The Flickr API has been a go-to resource for iOS programming tutorials pretty much from the beginning. Well, here it is in Swift. A couple months ago I was asked to do a coding challenge for a job interview. The instructions didn't specify a programming language, only to write an iOS app that searches the Flickr API for images and displays them (those weren't the exact instructions, but more or less cover it). I did it in Swift, and although it took me longer than it should've, I learned a few things about programming in Swift.

Super basic layout... just a search box and a table for search results

Super basic layout... just a search box and a table for search results

Tapping a search result shows a larger version of the photo

Tapping a search result shows a larger version of the photo

Swift lessons learned:

  • Data provider pattern
  • Asynchronous callbacks
  • Using structs to declare static variables
  • Simple JSON parsing

Data Providers

Rather than putting the networking code in the view controller, it is separated into a data provider class. This class uses a callback to send the appropriate data back to the view controller for display. This pattern is used in Objective-C as well, and is a great way to keep code organized and avoid massive view controllers.

Asynchronous Callbacks

Due to the asynchronous nature of API calls, it's useful to return a callback from the data provider once the server response has been returned. This is done by defining a callback block in the FlickrProvider class.

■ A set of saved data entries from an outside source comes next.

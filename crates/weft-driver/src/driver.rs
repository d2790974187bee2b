//! The mounted effect.
//!
//! One frame is, strictly in order:
//!
//! 1. drain pending [`DriverCommand`]s (stop, then the last resize, then gusts)
//! 2. [`ClothSim::step`]
//! 3. [`ClothRenderer::render`] onto the surface
//! 4. flush telemetry
//!
//! Nothing else mutates the mesh or the wind field, so every render reads a
//! fully settled post-integration state.

use std::sync::mpsc::{self, Receiver};
use std::time::Instant;

use rand::rngs::StdRng;
use rand::SeedableRng;
use serde::{Deserialize, Serialize};
use tracing::{debug, info, warn};
use weft_mesh::ClothMesh;
use weft_render::{ClothRenderer, DrawSurface, RenderStats};
use weft_solver::{ClothSim, StepReport};
use weft_telemetry::{EventBus, EventKind, EventSink, SimulationEvent};
use weft_types::{WeftError, WeftResult};

use crate::command::{DriverCommand, DriverHandle};
use crate::config::DriverConfig;
use crate::schedule::FrameScheduler;
use crate::timer::GustTimer;

/// Upper bound on the report buffer reserved up front by `run_frames`.
const REPORT_PREALLOC: u64 = 4096;

/// Lifecycle state. `Stopped` is terminal.
#[derive(Debug, Clone, Copy, PartialEq, Eq, Serialize, Deserialize)]
#[serde(rename_all = "snake_case")]
pub enum DriverState {
    Idle,
    Running,
    Stopped,
}

impl DriverState {
    pub fn name(&self) -> &'static str {
        match self {
            Self::Idle => "idle",
            Self::Running => "running",
            Self::Stopped => "stopped",
        }
    }
}

/// What one [`Driver::frame`] did.
#[derive(Debug, Clone, PartialEq)]
pub struct FrameReport {
    pub step: StepReport,
    pub render: RenderStats,
    /// Gusts added from pending commands.
    pub gusts_spawned: usize,
    /// Whether a resize rebuilt the mesh before this step.
    pub rebuilt: bool,
    /// Wall-clock time for the render (seconds).
    pub render_time: f64,
}

/// A cloth effect mounted on a drawing surface.
pub struct Driver<S: DrawSurface> {
    surface: S,
    sim: ClothSim,
    renderer: ClothRenderer,
    rng: StdRng,
    config: DriverConfig,
    state: DriverState,
    handle: DriverHandle,
    commands: Receiver<DriverCommand>,
    timer: Option<GustTimer>,
    bus: EventBus,
}

impl<S: DrawSurface> Driver<S> {
    /// Mounts the effect and builds the first mesh for the surface's
    /// current size. The driver starts [`Idle`](DriverState::Idle).
    pub fn mount(surface: S, config: DriverConfig) -> WeftResult<Self> {
        config.validate()?;

        let rng = match config.seed {
            Some(seed) => StdRng::seed_from_u64(seed),
            None => StdRng::from_entropy(),
        };
        let (sender, commands) = mpsc::channel();

        let mut driver = Self {
            sim: ClothSim::new(config.sim.clone()),
            renderer: ClothRenderer::new(config.render.clone()),
            surface,
            rng,
            config,
            state: DriverState::Idle,
            handle: DriverHandle::new(sender),
            commands,
            timer: None,
            bus: EventBus::new(),
        };

        let size = driver.surface.size();
        driver.rebuild(size.width, size.height);
        info!(surface = driver.surface.name(), width = size.width, height = size.height, "mounted");
        Ok(driver)
    }

    /// Registers a telemetry sink.
    pub fn with_sink(mut self, sink: Box<dyn EventSink>) -> Self {
        self.bus.add_sink(sink);
        self
    }

    pub fn bus_mut(&mut self) -> &mut EventBus {
        &mut self.bus
    }

    /// Starts the frame loop and the gust timer.
    pub fn start(&mut self) -> WeftResult<()> {
        self.start_inner(true)
    }

    /// Starts without the gust timer. Gusts then only arrive through
    /// [`DriverHandle::spawn_gust`] or [`run_frames`](Self::run_frames).
    pub fn start_without_timer(&mut self) -> WeftResult<()> {
        self.start_inner(false)
    }

    fn start_inner(&mut self, with_timer: bool) -> WeftResult<()> {
        match self.state {
            DriverState::Running => Ok(()),
            DriverState::Stopped => Err(WeftError::Lifecycle(
                "a stopped driver cannot be restarted".into(),
            )),
            DriverState::Idle => {
                if with_timer {
                    let timer = GustTimer::spawn(self.handle.clone(), self.config.gust_interval())?;
                    self.timer = Some(timer);
                }
                self.transition(DriverState::Running);
                Ok(())
            }
        }
    }

    /// Stops the frame loop and cancels the gust timer. Idempotent.
    pub fn stop(&mut self) -> WeftResult<()> {
        if self.state == DriverState::Stopped {
            return Ok(());
        }
        let timer_result = match self.timer.take() {
            Some(mut timer) => timer.cancel().map(|_| ()),
            None => Ok(()),
        };
        // Anything still queued belongs to a loop that will never run again.
        while self.commands.try_recv().is_ok() {}
        self.transition(DriverState::Stopped);
        timer_result
    }

    /// Stops, finalizes telemetry and hands the surface back to the host.
    pub fn unmount(mut self) -> WeftResult<S> {
        self.stop()?;
        self.bus.finalize();
        info!("unmounted");
        Ok(self.surface)
    }

    /// Runs one frame. A no-op returning `None` unless the driver is running.
    pub fn frame(&mut self) -> Option<FrameReport> {
        if self.state != DriverState::Running {
            return None;
        }

        let mut resize = None;
        let mut gusts = 0usize;
        let mut stop = false;
        while let Ok(command) = self.commands.try_recv() {
            match command {
                DriverCommand::Resize { width, height } => resize = Some((width, height)),
                DriverCommand::SpawnGust => gusts += 1,
                DriverCommand::Stop => stop = true,
            }
        }

        if stop {
            if let Err(e) = self.stop() {
                warn!(error = %e, "stop request did not complete cleanly");
            }
            return None;
        }

        self.emit(EventKind::FrameBegin);

        let rebuilt = match resize {
            Some((width, height)) => {
                self.surface.resize(width, height);
                self.rebuild(width, height);
                true
            }
            None => false,
        };

        for _ in 0..gusts {
            let gust = self.sim.spawn_gust(&mut self.rng);
            self.emit(EventKind::GustSpawned {
                force: gust.force.to_array(),
                lifetime: gust.lifetime,
            });
        }

        let step = self.sim.step();
        if step.expired_gusts > 0 {
            self.emit(EventKind::GustsExpired {
                count: step.expired_gusts,
            });
        }

        let render_start = Instant::now();
        let render = self.renderer.render(self.sim.mesh(), &mut self.surface);
        let render_time = render_start.elapsed().as_secs_f64();

        if self.telemetry_active() {
            self.emit(EventKind::Energy {
                kinetic: self.sim.kinetic_energy(),
                max_strain: self.sim.mesh().max_strain(),
            });
        }
        self.emit(EventKind::FrameEnd {
            step_time: step.wall_time,
            render_time,
        });
        self.bus.flush();

        Some(FrameReport {
            step,
            render,
            gusts_spawned: gusts,
            rebuilt,
            render_time,
        })
    }

    /// Runs frames as the scheduler paces them, until it runs out or the
    /// driver stops. Returns the number of frames run.
    pub fn run(&mut self, scheduler: &mut dyn FrameScheduler) -> u64 {
        let mut frames = 0;
        while self.state == DriverState::Running && scheduler.wait_next_frame() {
            if self.frame().is_some() {
                frames += 1;
            }
        }
        frames
    }

    /// Runs `frames` frames back to back, enqueueing a gust every
    /// [`frames_per_gust`](DriverConfig::frames_per_gust) frames instead of
    /// waiting on the wall clock. Deterministic for a fixed seed.
    pub fn run_frames(&mut self, frames: u64) -> Vec<FrameReport> {
        let cadence = self.config.frames_per_gust();
        let mut reports = Vec::with_capacity(frames.min(REPORT_PREALLOC) as usize);
        for i in 1..=frames {
            if i % cadence == 0 {
                self.handle.spawn_gust();
            }
            match self.frame() {
                Some(report) => reports.push(report),
                None => break,
            }
        }
        reports
    }

    /// A sender for resize, gust and stop requests.
    pub fn handle(&self) -> DriverHandle {
        self.handle.clone()
    }

    pub fn state(&self) -> DriverState {
        self.state
    }

    pub fn config(&self) -> &DriverConfig {
        &self.config
    }

    pub fn sim(&self) -> &ClothSim {
        &self.sim
    }

    pub fn mesh(&self) -> &ClothMesh {
        self.sim.mesh()
    }

    pub fn surface(&self) -> &S {
        &self.surface
    }

    pub fn surface_mut(&mut self) -> &mut S {
        &mut self.surface
    }

    /// Frames stepped so far.
    pub fn frame_count(&self) -> u64 {
        self.sim.frame()
    }

    /// Whether the gust timer thread is alive.
    pub fn timer_running(&self) -> bool {
        self.timer.as_ref().is_some_and(GustTimer::is_running)
    }

    fn rebuild(&mut self, width: u32, height: u32) {
        let mesh = self.sim.rebuild(width as f32, height as f32);
        let (cols, rows) = (mesh.layout.cols, mesh.layout.rows);
        let (particles, springs) = (mesh.particle_count(), mesh.spring_count());
        self.emit(EventKind::MeshRebuilt {
            width,
            height,
            cols,
            rows,
            particles,
            springs,
        });
    }

    fn transition(&mut self, state: DriverState) {
        debug!(from = self.state.name(), to = state.name(), "driver state");
        self.state = state;
        self.emit(EventKind::Lifecycle {
            state: state.name().to_string(),
        });
        self.bus.flush();
    }

    fn telemetry_active(&self) -> bool {
        self.bus.is_enabled() && self.bus.sink_count() > 0
    }

    fn emit(&self, kind: EventKind) {
        self.bus.emit(SimulationEvent {
            frame: self.sim.frame(),
            kind,
        });
    }
}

typealias FlickrResponse = (NSArray?, NSError?) -> Void

The callback will be passed into the function to fetch photos.

class func fetchPhotosForSearchText(searchText: String, onCompletion: FlickrResponse) -> Void {
  // Hit API, parse JSON response, return an array of photos
  onCompletion(photosArray, nil)
}

Use in your view controller as follows.

FlickrProvider.fetchPhotosForSearchText(searchText, onCompletion: { (photos: NSArray?, error: NSError?) -> Void in
  if error == nil {
    // Fetched some photos!
  }
})

Static Variables

Run into class variables not supported yet? Use a struct instead. Where you would have used a const or a #define before, you can declare struct with a static constant. This can also help you keep API credentials, notification names, NSUserDefaults keys, etc. organized.

struct Keys {
  static let flickrKey = "z0461br2b85aee5"
}

jSON Parsing

There are a few libraries that have been written to help you parse JSON in Swift, but in this case we'll just keep it simple and us NSJSONSerialization. This will convert JSON into a dictionary.

var jsonError: NSError?
var resultsDictionary = NSJSONSerialization.JSONObjectWithData(jsonData, options: NSJSONReadingOptions.MutableContainers, error: &jsonError) as? NSDictionary
if jsonError != nil {
  println("Error parsing JSON: \(jsonError!)")
}
println("results: \(resultsDictionary)")

finished Product

The end result is a simple app that allows you to search the Flickr API to your heart's content. View SwiftFlickrSearch on GitHub. The code doesn't have many comments because by nature Swift is fairly self-documenting. Welcoming any changes or improvements though.